The reasons varied. Some people like coming of age stories. Some prefer YA's shorter length or find it easier to read because the stories tend to be more focused and to include less description or other digressive elements. A few prefer YA because they don't care for the graphic sex scenes that can be common in genre fiction for adults. (Though I think YA today is less "safe" in that respect than it was when I was young.) And some felt that YA was just better written and more interesting than most fiction published for adults.
I found this discussion interesting for a couple of reasons. For one thing, I've always been one for reading outside of my age group. Ever since I was young, if it was printed I'd have a go at it -- regardless of the target audience. Popular Science, Boy Scout magazines, my mom's parenting magazines, anything I could get my little hands on. (Okay, I really was too young for Moby Dick though the bits about cutting up whales were kind of interesting.)
But as I got older, I was never embarrassed to go down the age group ladder. A new Dr. Seuss title? I'm checking it out! A new Beverly Cleary? I'm on it! I think my parents might have been embarrassed, or perhaps just puzzled. "But you're a good reader!" they'd say. "You shouldn't be reading children's books. You could go on the adult side of the library."
The problem was that I'd already been there. And the books in the general fiction area seemed pretty uninteresting. Judging from their novels, it seemed that adults were only interested in sex and money. Boring! (I realize now that I was probably just unlucky in my selections. Or perhaps literature as such was filed under its Dewey Decimal classification.) In the meantime, there were loads of new books in the children's and YA sections and I had yet to read them all.
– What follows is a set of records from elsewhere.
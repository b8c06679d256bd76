//! error types for the spark ledger

use spark_primitives::{GroupElement, Hash256, PrimitivesError};
use thiserror::Error;

/// Misuse of a per-block [`SparkTxInfo`](crate::SparkTxInfo) record.
#[derive(Debug, Clone, PartialEq, Eq, Error)]
pub enum TxInfoError {
    #[error("block spark info is complete and can no longer be extended")]
    Frozen,

    #[error("linking tag {0} recorded twice in one block")]
    DuplicateLinkingTag(GroupElement),
}

/// Malformed spark scripts.
#[derive(Debug, Clone, PartialEq, Eq, Error)]
pub enum ScriptError {
    #[error("empty script")]
    Empty,

    #[error("not a spark mint script (opcode {0:#04x})")]
    NotSparkMint(u8),

    #[error("not a spark spend script (opcode {0:#04x})")]
    NotSparkSpend(u8),

    #[error("coin decoding failed: {0}")]
    Coin(#[from] PrimitivesError),

    #[error("payload encoding error: {0}")]
    Encoding(String),
}

impl From<bincode::Error> for ScriptError {
    fn from(e: bincode::Error) -> Self {
        ScriptError::Encoding(e.to_string())
    }
}

/// Reasons a transaction fails the spark checks.
#[derive(Debug, Clone, PartialEq, Eq, Error)]
pub enum ValidationError {
    #[error("spark is not active at height {height}")]
    NotActive { height: u32 },

    #[error("invalid spark script: {0}")]
    Script(#[from] ScriptError),

    #[error("coin {0} is malformed")]
    InvalidCoin(Hash256),

    #[error("mint output value {output} does not match coin value {coin:?}")]
    MintValueMismatch { output: u64, coin: Option<u64> },

    #[error("coin {0} has the wrong type for its output script")]
    WrongCoinType(Hash256),

    #[error("spend-output coin {0} outside a spend transaction")]
    PrivateMintWithoutSpend(Hash256),

    #[error("coin {0} appears twice in the transaction or block")]
    DuplicateMint(Hash256),

    #[error("coin {0} is already minted")]
    MintExists(Hash256),

    #[error("block mints {count} coins, more than a coin group holds ({max})")]
    TooManyMints { count: usize, max: usize },

    #[error("spark spend must have exactly one spend input, found {0}")]
    SpendInputCount(usize),

    #[error("spark spend has no inputs")]
    EmptySpend,

    #[error("coin group {0} does not exist")]
    UnknownCoinGroup(u32),

    #[error("linking tag {0} is malformed")]
    InvalidLinkingTag(GroupElement),

    #[error("linking tag {0} appears twice in the transaction or block")]
    DuplicateLinkingTag(GroupElement),

    #[error("linking tag {0} is already spent")]
    LinkingTagUsed(GroupElement),

    #[error("ownership proof {index} failed verification")]
    InvalidProof { index: usize },

    #[error("linking tag {tag} conflicts with mempool transaction {tx}")]
    MempoolSpendConflict { tag: GroupElement, tx: Hash256 },

    #[error("coin {0} is already in the mempool")]
    MempoolMintConflict(Hash256),

    #[error("block spark info: {0}")]
    TxInfo(#[from] TxInfoError),
}

/// Ledger-level failures.
#[derive(Debug, Clone, PartialEq, Eq, Error)]
pub enum LedgerError {
    #[error("ledger lock poisoned: {0}")]
    Lock(String),

    #[error("block spark info merged before completion")]
    IncompleteBlockInfo,

    #[error("block at height {got} is not after the last connected height {last}")]
    OutOfOrder { last: u32, got: u32 },

    #[error("block at height {got} is not the connected tip {last:?}")]
    NotTip { last: Option<u32>, got: u32 },

    #[error("block mints {count} coins, more than a coin group holds ({max})")]
    GroupOverflow { count: usize, max: usize },

    #[error("spark is not active at height {height}")]
    NotActive { height: u32 },

    #[error("coin {0} is already minted")]
    MintExists(Hash256),

    #[error("linking tag {0} is already spent")]
    LinkingTagUsed(GroupElement),

    #[error("transaction rejected: {0}")]
    Validation(#[from] ValidationError),
}

pub type Result<T> = std::result::Result<T, LedgerError>;
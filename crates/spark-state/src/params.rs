//! consensus parameters for the spark subsystem
//!
//! Two independent activation heights gate the ledger: spark itself, and the
//! schnorr transcript fix. Heights below `spark_start_block` see no spark
//! activity at all; `schnorr_fixes_start_block` only decides which
//! challenge transcript ownership proofs are verified with.

use core::fmt;
use core::str::FromStr;

use serde::{Deserialize, Serialize};
use spark_primitives::SchnorrMode;

/// maximum number of coins in one anonymity group
pub const MAX_COINS_IN_GROUP: usize = 65_000;

/// coins carried over from the previous group into a new group's anonymity set
pub const START_GROUP_SIZE: usize = 16_000;

/// spark activation height (mainnet)
pub const SPARK_START_BLOCK: u32 = 819_300;

/// spark activation height (testnet)
pub const SPARK_START_BLOCK_TESTNET: u32 = 107_000;

/// schnorr transcript fix activation height (mainnet)
pub const SCHNORR_FIXES_START_BLOCK: u32 = 436_000;

/// schnorr transcript fix activation height (testnet)
pub const SCHNORR_FIXES_START_BLOCK_TESTNET: u32 = 35_000;

#[derive(Clone, Copy, Debug, PartialEq, Eq, Hash, Serialize, Deserialize)]
#[serde(rename_all = "lowercase")]
pub enum Network {
    Mainnet,
    Testnet,
    Regtest,
}

impl fmt::Display for Network {
    fn fmt(&self, f: &mut fmt::Formatter<'_>) -> fmt::Result {
        let s = match self {
            Network::Mainnet => "mainnet",
            Network::Testnet => "testnet",
            Network::Regtest => "regtest",
        };
        f.write_str(s)
    }
}

impl FromStr for Network {
    type Err = String;

    fn from_str(s: &str) -> Result<Self, Self::Err> {
        match s.to_ascii_lowercase().as_str() {
            "mainnet" | "main" => Ok(Network::Mainnet),
            "testnet" | "test" => Ok(Network::Testnet),
            "regtest" => Ok(Network::Regtest),
            other => Err(format!("unknown network: {}", other)),
        }
    }
}

/// Spark consensus parameters.
#[derive(Clone, Debug, PartialEq, Eq, Serialize, Deserialize)]
#[serde(default)]
pub struct SparkParams {
    pub network: Network,
    /// first height at which spark transactions are valid
    pub spark_start_block: u32,
    /// first height at which ownership proofs use the fixed transcript
    pub schnorr_fixes_start_block: u32,
    pub max_coins_in_group: usize,
    pub start_group_size: usize,
}

impl SparkParams {
    pub fn mainnet() -> Self {
        Self {
            network: Network::Mainnet,
            spark_start_block: SPARK_START_BLOCK,
            schnorr_fixes_start_block: SCHNORR_FIXES_START_BLOCK,
            max_coins_in_group: MAX_COINS_IN_GROUP,
            start_group_size: START_GROUP_SIZE,
        }
    }

    pub fn testnet() -> Self {
        Self {
            network: Network::Testnet,
            spark_start_block: SPARK_START_BLOCK_TESTNET,
            schnorr_fixes_start_block: SCHNORR_FIXES_START_BLOCK_TESTNET,
            ..Self::mainnet()
        }
    }

    /// Activates spark before the transcript fix, so both proof modes occur.
    pub fn regtest() -> Self {
        Self {
            network: Network::Regtest,
            spark_start_block: 1_000,
            schnorr_fixes_start_block: 1_500,
            ..Self::mainnet()
        }
    }

    pub fn for_network(network: Network) -> Self {
        match network {
            Network::Mainnet => Self::mainnet(),
            Network::Testnet => Self::testnet(),
            Network::Regtest => Self::regtest(),
        }
    }

    /// Override the group limits (used by tests and small regtest chains).
    pub fn with_group_limits(mut self, max_coins_in_group: usize, start_group_size: usize) -> Self {
        self.max_coins_in_group = max_coins_in_group;
        self.start_group_size = start_group_size;
        self
    }

    pub fn is_spark_allowed(&self, height: u32) -> bool {
        height >= self.spark_start_block
    }

    pub fn schnorr_mode(&self, height: u32) -> SchnorrMode {
        SchnorrMode::from_fixes(height >= self.schnorr_fixes_start_block)
    }

    pub fn validate(&self) -> Result<(), String> {
        if self.max_coins_in_group == 0 {
            return Err("max_coins_in_group must be positive".into());
        }
        if self.start_group_size > self.max_coins_in_group {
            return Err(format!(
                "start_group_size {} exceeds max_coins_in_group {}",
                self.start_group_size, self.max_coins_in_group
            ));
        }
        Ok(())
    }
}

impl Default for SparkParams {
    fn default() -> Self {
        Self::mainnet()
    }
}

#[cfg(test)]
mod tests {
    use super::*;

    #[test]
    fn test_activation_gates_are_independent() {
        let p = SparkParams::regtest();
        assert!(!p.is_spark_allowed(999));
        assert!(p.is_spark_allowed(1_000));
        assert_eq!(p.schnorr_mode(1_200), SchnorrMode::Legacy);
        assert_eq!(p.schnorr_mode(1_500), SchnorrMode::Fixed);

        let mainnet = SparkParams::mainnet();
        // the fix predates spark on mainnet, every spark proof is fixed-mode
        assert_eq!(mainnet.schnorr_mode(mainnet.spark_start_block), SchnorrMode::Fixed);
    }

    #[test]
    fn test_network_parse() {
        assert_eq!("Mainnet".parse::<Network>().unwrap(), Network::Mainnet);
        assert_eq!("regtest".parse::<Network>().unwrap(), Network::Regtest);
        assert!("signet".parse::<Network>().is_err());
    }

    #[test]
    fn test_params_json_defaults() {
        let p: SparkParams = serde_json::from_str(r#"{"network":"regtest","spark_start_block":5}"#).unwrap();
        assert_eq!(p.network, Network::Regtest);
        assert_eq!(p.spark_start_block, 5);
        assert_eq!(p.max_coins_in_group, MAX_COINS_IN_GROUP);
    }

    #[test]
    fn test_validate() {
        assert!(SparkParams::default().validate().is_ok());
        assert!(SparkParams::regtest().with_group_limits(10, 20).validate().is_err());
        assert!(SparkParams::regtest().with_group_limits(0, 0).validate().is_err());
    }
}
I gave up reading YA in the mid-seventies when it became depressing and problem oriented. Suddenly, it seemed like every new book was relentlessly hammering out a universe of hopelessness: drugs, divorce, depression, disease, and doom. Disfunctional families were now the norm, and adults were presented as uniformly incompetent and untrustworthy. It's not that I wanted books that were all sweetness and light, but it seemed to me that growing up could hardly be worthwhile, given such nihilistic worldview. And I had a sneaking suspicion that the universe was actually better than it was being painted.
Since many of the commenters on Sartorias's blog mentioned liking YA because it was hopeful, optimistic, and interesting, it might be time for a second look. I decided to take down author and title recommendations and see if I could find a few of them at our local public library. Many of the ones I wanted were not available, but I got these:
- The New Policeman by Kate Thompson
- The Stones Are Hatching by Geraldine McCaughrean
- The Book of Changes by Tim Wynne-Jones (This was an accidental grab as I was intending to get any book by Diana Wynne Jones, and the author's first name was not on the spine.)